Jian Pei: Developing Fair and Transparent Applications for Advances in Data Science
New faculty member Jian Pei connects data science research to real-world applications with an eye on efficiency, fairness and transparency
Jian Pei will join the faculty of the Department of Electrical and Computer Engineering in Duke University’s Pratt School of Engineering beginning July 1, 2022. An expert in developing the connections between data science and real-world applications, Pei is not only enthusiastic about gleaning useful insights from troves of data, but doing so in ways that are fair and transparent to all.
Pei shares joint appointments at Duke in the Department of Computer Science and the Department of Biostatistics and Bioinformatics. He joins the three departments from Simon Fraser University, where he has been a professor of computing science since 2004. He also earned his PhD in computing science from Simon Fraser in 2002 after earning undergraduate and master’s degrees in the field from Shanghai Jiao Tong University.
“Data scientists have to be able to build programs with the ability to learn on the fly and communicate complex results from many different applications to stakeholders and users,” Pei said. “And it is important for data scientists to connect people with data in ways that they can understand and that contribute to society and do social good.”
As the discipline of data science has exploded over the past decades, it has become more difficult to name fields that it hasn’t impacted than those that it has. But as advanced concepts like data mining and applied artificial intelligence become a normal part of more aspects of society, it is becoming increasingly important to make sure they are used in equitable and unbiased ways.

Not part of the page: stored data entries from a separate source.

//! Streaming aggregator: folds the NDJSON byte stream of one generation into display updates.
//!
//! The aggregator is a plain state machine driven with explicit timestamps; the async
//! driver in [`super::dispatcher`] feeds it chunks as they arrive and forwards the
//! flushes it produces to the display updater.

use serde_json::Value;
use std::time::Duration;
use tokio::time::Instant;

use crate::llm::GenerationChunk;

/// Final content when the stream ended without any text.
pub const EMPTY_RESPONSE_MESSAGE: &str = "Desculpe, não consegui obter uma resposta completa.";

/// Final content when the stream failed mid-way.
pub const STREAM_ERROR_MESSAGE: &str =
    "Ocorreu um erro ao obter a resposta do Ollama. Tente novamente mais tarde.";

const ELLIPSIS: &str = "...";

/// Interim flushes are forced once the text is within this many characters of the limit.
const NEAR_LIMIT_MARGIN: usize = 50;

#[derive(Debug, Clone, Copy, PartialEq, Eq)]
pub struct AggregatorSettings {
    /// Minimum time between interim flushes.
    pub update_interval: Duration,
    /// Maximum characters in one displayed message.
    pub max_display_len: usize,
}

impl Default for AggregatorSettings {
    fn default() -> Self {
        Self {
            update_interval: Duration::from_millis(1000),
            max_display_len: 2000,
        }
    }
}

/// What the driver should do after a chunk was consumed.
#[derive(Debug, Clone, PartialEq, Eq)]
pub enum ChunkStep {
    /// Keep reading; nothing to show yet.
    Pending,
    /// Keep reading; show this interim content.
    Flush(String),
    /// The service sent `done`; stop reading and finish.
    Done,
}

/// Accumulated response of one cycle.
#[derive(Debug)]
pub struct StreamAggregator {
    settings: AggregatorSettings,
    text: String,
    /// Length of `text` in characters.
    text_chars: usize,
    last_flush: Instant,
    done: bool,
    /// Bytes after the last newline, waiting for the rest of their line.
    partial: Vec<u8>,
}

impl StreamAggregator {
    pub fn new(settings: AggregatorSettings, started_at: Instant) -> Self {
        Self {
            settings,
            text: String::new(),
            text_chars: 0,
            last_flush: started_at,
            done: false,
            partial: Vec::new(),
        }
    }

    pub fn text(&self) -> &str {
        &self.text
    }

    pub fn is_done(&self) -> bool {
        self.done
    }

    /// Consume one transport chunk received at `now`.
    pub fn on_chunk(&mut self, chunk: &[u8], now: Instant) -> ChunkStep {
        if self.done {
            return ChunkStep::Done;
        }
        self.partial.extend_from_slice(chunk);
        while let Some(i) = self.partial.iter().position(|&b| b == b'\n') {
            let line: Vec<u8> = self.partial.drain(..=i).collect();
            if let Some(parsed) = decode_line(&line) {
                self.apply(parsed);
            }
            if self.done {
                self.partial.clear();
                return ChunkStep::Done;
            }
        }
        // A tail that is already a whole object is not held back for a newline that may never come.
        // Whatever arrives after it is decoded as a separate line.
        if !self.partial.is_empty() {
            if let Some(parsed) = decode_line(&self.partial) {
                self.partial.clear();
                self.apply(parsed);
                if self.done {
                    return ChunkStep::Done;
                }
            }
        }

        let interval_elapsed = now.duration_since(self.last_flush) > self.settings.update_interval;
        if !(interval_elapsed || self.near_limit()) {
            return ChunkStep::Pending;
        }
        self.last_flush = now;
        if self.text.is_empty() {
            ChunkStep::Pending
        } else {
            ChunkStep::Flush(self.interim_display())
        }
    }

    /// Final content once the stream ended, naturally or through `done`.
    pub fn finish(mut self) -> String {
        if !self.done && !self.partial.is_empty() {
            let tail = std::mem::take(&mut self.partial);
            if let Some(parsed) = decode_line(&tail) {
                self.apply(parsed);
            }
        }
        if self.text.is_empty() {
            EMPTY_RESPONSE_MESSAGE.to_string()
        } else {
            truncate_chars(&self.text, self.settings.max_display_len).to_string()
        }
    }

    /// Final content when the transport failed; accumulated text is discarded.
    pub fn fail(self) -> String {
        log::debug!(
            "discarding {} accumulated characters after stream failure",
            self.text_chars
        );
        STREAM_ERROR_MESSAGE.to_string()
    }

    fn apply(&mut self, chunk: GenerationChunk) {
        if let Some(fragment) = chunk.response {
            self.text_chars += fragment.chars().count();
            self.text.push_str(&fragment);
        }
        if chunk.done {
            self.done = true;
        }
    }

    fn near_limit(&self) -> bool {
        self.text_chars
            >= self
                .settings
                .max_display_len
                .saturating_sub(NEAR_LIMIT_MARGIN)
    }

    /// Interim content reserves room for the ellipsis when the text overflows.
    fn interim_display(&self) -> String {
        let max = self.settings.max_display_len;
        if self.text_chars > max {
            let mut out = truncate_chars(&self.text, max.saturating_sub(ELLIPSIS.len())).to_string();
            out.push_str(ELLIPSIS);
            out
        } else {
            self.text.clone()
        }
    }
}

/// Decode one stream line. Blank lines, malformed lines and non-object values yield `None`.
fn decode_line(line: &[u8]) -> Option<GenerationChunk> {
    let line = String::from_utf8_lossy(line);
    let line = line.trim();
    if line.is_empty() {
        return None;
    }
    // derived struct deserializers also accept arrays; only objects are events
    match serde_json::from_str::<Value>(line).ok()? {
        value @ Value::Object(_) => serde_json::from_value(value).ok(),
        _ => None,
    }
}

/// First `max` characters of `s`.
fn truncate_chars(s: &str, max: usize) -> &str {
    match s.char_indices().nth(max) {
        Some((i, _)) => &s[..i],
        None => s,
    }
}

Pei has spent the better part of the past two decades doing just that in a wide variety of fields. His work touches on spatial data, medical data, educational data, ecommerce, bioinformatics, data marketplaces and social networks, just to name a few.
“I’m a big advocate for diversity and fairness in education and training, and particularly for women and other underrepresented groups in science and engineering. We need to have more balance to make sure the entire field is healthy and productive.”
One example of Pei’s work comes in concert with one of the largest social media platforms in the world, LinkedIn. Because executives tend to skew male—especially in technology-related companies—the platform’s algorithms must fight against any possible biases in the connections and opportunities they present to men versus women. The company recently worked with Pei to examine the bias in their data and correct it so that data propagation is fair amongst all its users, no matter their race, gender or other characteristic.
Whatever the field and problem at hand, Pei sees opportunities to customize existing techniques and invent new methods of collecting and parsing data. Potential collaborators can then look to see if the newly applied tools and techniques can be used to solve problems in their own research areas. He is excited by the wealth of future industry collaborations available in the Research Triangle, especially with the likes of Apple and Google set to soon launch office locations in the area.
“I meet all different kinds of people at conventions and meetings, and I’m always looking for opportunities to apply my work to new challenges,” Pei said. “I also often work with professional graduate students who bring new challenges from their businesses, which provides opportunities to then work with their companies.”
Pei is passionate about teaching students of all ages and experience levels—not just professional graduate students. He often teaches undergraduate courses on the basics of data science, data mining and databases, and always has a large cohort of PhD students—50% of which, he is proud to say, are women.
“I’m a big advocate for diversity and fairness in education and training, and particularly for women and other underrepresented groups in science and engineering,” Pei said. “We need to have more balance to make sure the entire field is healthy and productive.”
Besides the outdoor opportunities for jogging and mountain biking that the Triangle area provides, Pei says he was drawn to Duke because of its strong research teams in data science and opportunities for collaboration across disciplines. He’s particularly excited to work with Cynthia Rudin, one of the world’s leading proponents of creating interpretable machine learning algorithms; Robert Calderbank, who runs many data-science-driven programs through the Rhodes Information Initiative at Duke; and Yiran Chen, whose recently launched Athena center focuses on leveraging AI and edge computing technologies and next-generation networked systems in its quest to reimagine future mobile devices.
“I think in the next 10 to 20 years, change is going to happen even faster than it is now, and more dynamic versatility will be very important,” Pei said. “Data science is a key to sense changes, understand dynamics and strengthen versatility. Duke University will play an increasingly important role in leading research, education and societal services, and I am very excited to be part of it.”